Task description: Up to and including the line with "use std::collections::HashMap;", copy the records below exactly from their first line.

Data to use:
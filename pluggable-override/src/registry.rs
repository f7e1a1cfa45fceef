//! Explicit registration of override functions by qualified name.
//!
//! Hosts register every function that settings may name at startup.
//! Settings then refer to them as `<module.path>.<function>`, and
//! resolution recovers the function by its exact signature.

use crate::chain::{Next, OverrideFn, override_fn};
use crate::error::OverrideError;
use std::any::Any;
use std::collections::HashMap;

/// A `<module.path>.<function>` name, split on the last `.`.
#[derive(Debug, Clone, Copy, PartialEq, Eq, Hash)]
pub struct QualifiedName<'a> {
    module: &'a str,
    function: &'a str,
}

impl<'a> QualifiedName<'a> {
    /// Split `name` into module path and function name.
    ///
    /// Every dotted segment must be non-empty and free of whitespace.
    pub fn parse(name: &'a str) -> Result<Self, OverrideError> {
        let malformed = || OverrideError::MalformedName {
            name: name.to_owned(),
        };
        let (module, function) = name.rsplit_once('.').ok_or_else(malformed)?;
        let bad_segment = |s: &str| s.is_empty() || s.chars().any(char::is_whitespace);
        if bad_segment(function) || module.split('.').any(bad_segment) {
            return Err(malformed());
        }
        Ok(Self { module, function })
    }

    /// The module path.
    pub fn module(&self) -> &'a str {
        self.module
    }

    /// The function name.
    pub fn function(&self) -> &'a str {
        self.function
    }
}

impl std::fmt::Display for QualifiedName<'_> {
    fn fmt(&self, f: &mut std::fmt::Formatter<'_>) -> std::fmt::Result {
        write!(f, "{}.{}", self.module, self.function)
    }
}

fn signature<A: 'static, R: 'static>() -> &'static str {
    std::any::type_name::<fn(&A) -> R>()
}

struct Entry {
    // Always an `OverrideFn<A, R>` for the `A`, `R` named in `signature`.
    func: Box<dyn Any + Send + Sync>,
    signature: &'static str,
}

/// The functions registered under one module path.
pub struct OverrideModule {
    path: String,
    functions: HashMap<String, Entry>,
}

impl OverrideModule {
    fn new(path: String) -> Self {
        Self {
            path,
            functions: HashMap::new(),
        }
    }

    /// The module path.
    pub fn path(&self) -> &str {
        &self.path
    }

    /// Register `f` as `function` in this module. Replaces any earlier
    /// function of the same name.
    pub fn insert<A, R, F>(&mut self, function: impl Into<String>, f: F) -> &mut Self
    where
        A: 'static,
        R: 'static,
        F: for<'a> Fn(Next<'a, A, R>, &'a A) -> R + Send + Sync + 'static,
    {
        let function = function.into();
        let entry = Entry {
            func: Box::new(override_fn(f)),
            signature: signature::<A, R>(),
        };
        if self.functions.insert(function.clone(), entry).is_some() {
            tracing::warn!(
                module = %self.path,
                function = %function,
                "pluggable.override.replaced"
            );
        }
        self
    }

    /// True if `function` is registered here.
    pub fn contains(&self, function: &str) -> bool {
        self.functions.contains_key(function)
    }

    /// Registered function names, in no particular order.
    pub fn functions(&self) -> impl Iterator<Item = &str> {
        self.functions.keys().map(String::as_str)
    }
}

impl std::fmt::Debug for OverrideModule {
    fn fmt(&self, f: &mut std::fmt::Formatter<'_>) -> std::fmt::Result {
        let mut functions: Vec<(&str, &str)> = self
            .functions
            .iter()
            .map(|(name, entry)| (name.as_str(), entry.signature))
            .collect();
        functions.sort_unstable();
        f.debug_struct("OverrideModule")
            .field("path", &self.path)
            .field("functions", &functions)
            .finish()
    }
}

/// Every override function the host can name from settings.
///
/// Populated at startup, then shared read-only (usually behind an `Arc`).
#[derive(Default)]
pub struct OverrideRegistry {
    modules: HashMap<String, OverrideModule>,
}

impl OverrideRegistry {
    /// Create an empty registry.
    pub fn new() -> Self {
        Self::default()
    }

    /// The module at `path`, created on first use.
    pub fn module(&mut self, path: impl Into<String>) -> &mut OverrideModule {
        let path = path.into();
        self.modules
            .entry(path.clone())
            .or_insert_with(|| OverrideModule::new(path))
    }

    /// Register `f` under a qualified name such as
    /// `"reports.grades.weighted_average"`.
    pub fn register<A, R, F>(&mut self, qualified_name: &str, f: F) -> Result<&mut Self, OverrideError>
    where
        A: 'static,
        R: 'static,
        F: for<'a> Fn(Next<'a, A, R>, &'a A) -> R + Send + Sync + 'static,
    {
        let name = QualifiedName::parse(qualified_name)?;
        self.module(name.module()).insert(name.function(), f);
        tracing::debug!(override_name = %name, "pluggable.override.register");
        Ok(self)
    }

    /// True if `qualified_name` parses and names a registered function.
    pub fn contains(&self, qualified_name: &str) -> bool {
        match QualifiedName::parse(qualified_name) {
            Ok(name) => self
                .modules
                .get(name.module())
                .is_some_and(|module| module.contains(name.function())),
            Err(_) => false,
        }
    }

    /// Total number of registered functions.
    pub fn len(&self) -> usize {
        self.modules.values().map(|m| m.functions.len()).sum()
    }

    /// True if nothing is registered.
    pub fn is_empty(&self) -> bool {
        self.len() == 0
    }

    /// Look up `qualified_name` with the decorated function's signature.
    ///
    /// `setting` is only used for error reporting.
    pub fn lookup<A: 'static, R: 'static>(
        &self,
        setting: &str,
        qualified_name: &str,
    ) -> Result<OverrideFn<A, R>, OverrideError> {
        let name = QualifiedName::parse(qualified_name)?;
        let module = self
            .modules
            .get(name.module())
            .ok_or_else(|| OverrideError::UnknownModule {
                module: name.module().to_owned(),
                name: qualified_name.to_owned(),
            })?;
        let entry = module
            .functions
            .get(name.function())
            .ok_or_else(|| OverrideError::UnknownFunction {
                module: name.module().to_owned(),
                function: name.function().to_owned(),
            })?;
        entry
            .func
            .downcast_ref::<OverrideFn<A, R>>()
            .cloned()
            .ok_or_else(|| OverrideError::SignatureMismatch {
                name: qualified_name.to_owned(),
                setting: setting.to_owned(),
                expected: signature::<A, R>(),
                found: entry.signature,
            })
    }
}

impl std::fmt::Debug for OverrideRegistry {
    fn fmt(&self, f: &mut std::fmt::Formatter<'_>) -> std::fmt::Result {
        let mut modules: Vec<&OverrideModule> = self.modules.values().collect();
        modules.sort_unstable_by(|a, b| a.path.cmp(&b.path));
        f.debug_struct("OverrideRegistry")
            .field("modules", &modules)
            .finish()
    }
}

Result of this exercise:
filename pluggable-override/src/registry.rs
repository f7e1a1cfa45fceef
//! Explicit registration of override functions by qualified name.
//!
//! Hosts register every function that settings may name at startup.
//! Settings then refer to them as `<module.path>.<function>`, and
//! resolution recovers the function by its exact signature.

use crate::chain::{Next, OverrideFn, override_fn};
use crate::error::OverrideError;
use std::any::Any;
use std::collections::HashMap;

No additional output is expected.